• _ASSIGNED TASK_
For the data below, count the lines that have the string "configuration" and state that number by itself.

Stored records:

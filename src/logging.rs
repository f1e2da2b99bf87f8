// ABOUTME: Logging configuration and structured logging setup for observability
// ABOUTME: Configures log level, output format, and service metadata from the environment
//
// SPDX-License-Identifier: MIT OR Apache-2.0
// Copyright (c) 2025 FitForge

//! Structured logging configuration
//!
//! The external request layer calls [`init_logging`] once at startup; the
//! analytics engines themselves only emit `tracing` events and never install
//! a subscriber.

use anyhow::{anyhow, Result};
use std::env;
use tracing::info;
use tracing_subscriber::{fmt, EnvFilter};

/// Default filter directive when `RUST_LOG` is unset or invalid
const DEFAULT_LEVEL: &str = "info";

/// Logging configuration
#[derive(Debug, Clone)]
pub struct LoggingConfig {
    /// Log level filter directive (trace, debug, info, warn, error)
    pub level: String,
    /// Output format (json, pretty, compact)
    pub format: LogFormat,
    /// Service name for structured logging
    pub service_name: String,
    /// Environment (development, staging, production)
    pub environment: String,
}

/// Log output format options
#[derive(Debug, Clone, Copy, PartialEq, Eq)]
pub enum LogFormat {
    /// `JSON` format for production logging
    Json,
    /// Pretty format for development
    Pretty,
    /// Compact format for space-constrained environments
    Compact,
}

impl Default for LoggingConfig {
    fn default() -> Self {
        Self {
            level: DEFAULT_LEVEL.into(),
            format: LogFormat::Pretty,
            service_name: env!("CARGO_PKG_NAME").into(),
            environment: "development".into(),
        }
    }
}

impl LoggingConfig {
    /// Create logging configuration from environment variables
    #[must_use]
    pub fn from_env() -> Self {
        let level = env::var("RUST_LOG").unwrap_or_else(|_| DEFAULT_LEVEL.into());

        let format = match env::var("LOG_FORMAT").as_deref() {
            Ok("json") => LogFormat::Json,
            Ok("compact") => LogFormat::Compact,
            _ => LogFormat::Pretty,
        };

        let environment = env::var("ENVIRONMENT").unwrap_or_else(|_| "development".into());

        Self {
            level,
            format,
            service_name: env::var("SERVICE_NAME")
                .unwrap_or_else(|_| env!("CARGO_PKG_NAME").into()),
            environment,
        }
    }
}

/// Install the global tracing subscriber described by `config`.
///
/// # Errors
///
/// Returns an error if a global subscriber is already installed.
pub fn init_logging(config: &LoggingConfig) -> Result<()> {
    let filter =
        EnvFilter::try_new(&config.level).unwrap_or_else(|_| EnvFilter::new(DEFAULT_LEVEL));

    let builder = fmt().with_env_filter(filter).with_target(true);

    match config.format {
        LogFormat::Json => builder
            .json()
            .try_init()
            .map_err(|e| anyhow!("failed to initialize logging: {e}"))?,
        LogFormat::Pretty => builder
            .pretty()
            .try_init()
            .map_err(|e| anyhow!("failed to initialize logging: {e}"))?,
        LogFormat::Compact => builder
            .compact()
            .try_init()
            .map_err(|e| anyhow!("failed to initialize logging: {e}"))?,
    }

    info!(
        service = %config.service_name,
        environment = %config.environment,
        "logging initialized"
    );

    Ok(())
}

#[cfg(test)]
mod tests {
    use super::*;

    #[test]
    fn test_default_config() {
        let config = LoggingConfig::default();
        assert_eq!(config.level, "info");
        assert_eq!(config.format, LogFormat::Pretty);
        assert_eq!(config.service_name, "fitforge");
    }

    #[test]
    fn test_from_env_falls_back_to_defaults() {
        // Only assert fields that no test harness is expected to override.
        let config = LoggingConfig::from_env();
        assert!(!config.level.is_empty());
        assert!(!config.service_name.is_empty());
    }
}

• _YOUR SOLUTION_
4